Today’s SMBC is pure Languagehattery. Punch line: “My grandpappy weren’t no speaker of Proto-Indo-European!” (Thanks, Sven!)


  1. J.W. Brewer says

    Divine credit may be due for it, but the existence of multiple human languages is not necessarily a beneficent act of creation like the wide range of flora and fauna available for us to eat or otherwise use, but was rather a divine punishment for, or perhaps merely precaution against, human hubris, as explained in the 11th chapter of Genesis. Fortunately, God in due time caused it to come about that the whole of humanity would either know koine Greek or be reachable by someone who did, meaning that if He moved past his particularistic fascination with Semitic tongues and arranged for His messages to be disseminated in Greek, the disadvantages stemming from the earlier division of tongues could be overcome. (A flashier alternative approach was demonstrated on the Day of Pentecost, but “let’s just make sure everyone learns Greek or has access to someone who has” was simpler to scale up.)

  2. So what you’re saying is, your grandpappy were a speaker of koine Greek.

  3. J.W. Brewer says

    I regret to say both of my grandpappies were trained as scientists and/or engineers and thus primarily in the vulgar tongue, but on some Sundays of their lives they paid respectful if intermittent attention to sermons delivered by fellows who had at least had a smattering of the koine at seminary and (for certain generational cohorts of such preachers) probably before.

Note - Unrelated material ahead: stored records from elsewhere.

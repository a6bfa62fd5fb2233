//! HTTP Tracker Client implementation.

use super::{AnnounceRequest, AnnounceResponse, TrackerClient, TrackerError};
use shoal_core::bencoding::{Bencode, decode_prefix};
use std::net::{Ipv4Addr, SocketAddrV4};
use std::time::Duration;

/// Client for communicating with HTTP/HTTPS trackers.
pub struct HttpTracker {
    url: String,
    timeout: Duration,
}

impl HttpTracker {
    /// Creates a new `HttpTracker`.
    ///
    /// # Arguments
    /// * `url` - The URL of the tracker announce endpoint.
    /// * `timeout` - Upper bound on the whole announce round trip.
    pub fn new(url: &str, timeout: Duration) -> Self {
        Self {
            url: url.to_string(),
            timeout,
        }
    }

    /// Builds the full announce URL.
    ///
    /// `info_hash` and `peer_id` are raw bytes and must be percent-encoded
    /// byte-wise rather than as UTF-8 text.
    pub fn announce_url(&self, request: &AnnounceRequest) -> String {
        let info_hash_encoded =
            form_urlencoded::byte_serialize(&request.info_hash).collect::<String>();
        let peer_id_encoded = form_urlencoded::byte_serialize(&request.peer_id).collect::<String>();

        let mut params = form_urlencoded::Serializer::new(String::new());
        params
            .append_pair("port", &request.port.to_string())
            .append_pair("uploaded", &request.uploaded.to_string())
            .append_pair("downloaded", &request.downloaded.to_string())
            .append_pair("left", &request.left.to_string())
            .append_pair("compact", if request.compact { "1" } else { "0" });
        if let Some(event) = request.event {
            params.append_pair("event", event.as_str());
        }

        let separator = if self.url.contains('?') { "&" } else { "?" };
        format!(
            "{}{separator}info_hash={}&peer_id={}&{}",
            self.url,
            info_hash_encoded,
            peer_id_encoded,
            params.finish()
        )
    }
}

impl TrackerClient for HttpTracker {
    /// Sends an announce request to the HTTP tracker.
    ///
    /// This blocks the calling thread; async callers should go through
    /// `spawn_blocking`.
    fn announce(&self, request: &AnnounceRequest) -> Result<AnnounceResponse, TrackerError> {
        let full_url = self.announce_url(request);
        tracing::debug!(url = %self.url, "announcing to tracker");

        let client = reqwest::blocking::Client::builder()
            .timeout(self.timeout)
            .build()?;
        let bytes = client.get(&full_url).send()?.error_for_status()?.bytes()?;

        parse_announce_response(&bytes)
    }
}

/// Decodes a bencoded announce response body.
pub fn parse_announce_response(body: &[u8]) -> Result<AnnounceResponse, TrackerError> {
    let root = decode_prefix(body)?;
    if root.as_dict().is_none() {
        return Err(TrackerError::MissingField("response dictionary"));
    }

    if let Some(reason) = root.get(b"failure reason").and_then(Bencode::as_str_lossy) {
        return Err(TrackerError::Failure(reason));
    }

    let interval = root
        .get(b"interval")
        .and_then(Bencode::as_int)
        .ok_or(TrackerError::MissingField("interval"))?
        .clamp(0, u32::MAX as i64) as u32;

    let count = |key: &[u8]| {
        root.get(key)
            .and_then(Bencode::as_int)
            .map(|i| i.clamp(0, u32::MAX as i64) as u32)
    };

    let peers = match root.get(b"peers") {
        Some(Bencode::Bytes(compact)) => parse_compact_peers(compact),
        Some(Bencode::List(list)) => list.iter().filter_map(parse_dict_peer).collect(),
        _ => Vec::new(),
    };

    Ok(AnnounceResponse {
        interval,
        peers,
        complete: count(b"complete"),
        incomplete: count(b"incomplete"),
    })
}

/// Decodes 6-byte compact peer records, dropping a trailing partial record.
pub fn parse_compact_peers(bytes: &[u8]) -> Vec<SocketAddrV4> {
    bytes
        .chunks_exact(6)
        .map(|chunk| {
            let ip = Ipv4Addr::new(chunk[0], chunk[1], chunk[2], chunk[3]);
            let port = u16::from_be_bytes([chunk[4], chunk[5]]);
            SocketAddrV4::new(ip, port)
        })
        .collect()
}

fn parse_dict_peer(item: &Bencode) -> Option<SocketAddrV4> {
    let ip: Ipv4Addr = item.get(b"ip")?.as_str_lossy()?.parse().ok()?;
    let port = u16::try_from(item.get(b"port")?.as_int()?).ok()?;
    Some(SocketAddrV4::new(ip, port))
}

  4. I absolutely have to quote it here, whether apposite or not: “If our ancestors had descended from monkeys, they would not have been buried in a Christian cemetery; my great-great-grandfather, for example, Ambrose, who lived in the Kingdom of Poland at that time, was buried not like a monkey, but next to the Catholic abbot Joachim Shostak, whose notes on the temperate climate and intemperate consumption of hot drinks are kept to this day by my brother Ivan (Major).”

  5. Has anyone objected to Esperanto (or indeed World English) on the basis that it would defy God’s verdict at Babel?

  6. David Eddyshaw says

    if our ancestors had descended from monkeys, they would not have been buried in a Christian cemetery

    This is rank pithecism. I see no reason why a duly baptised monkey should not be buried in a Christian churchyard.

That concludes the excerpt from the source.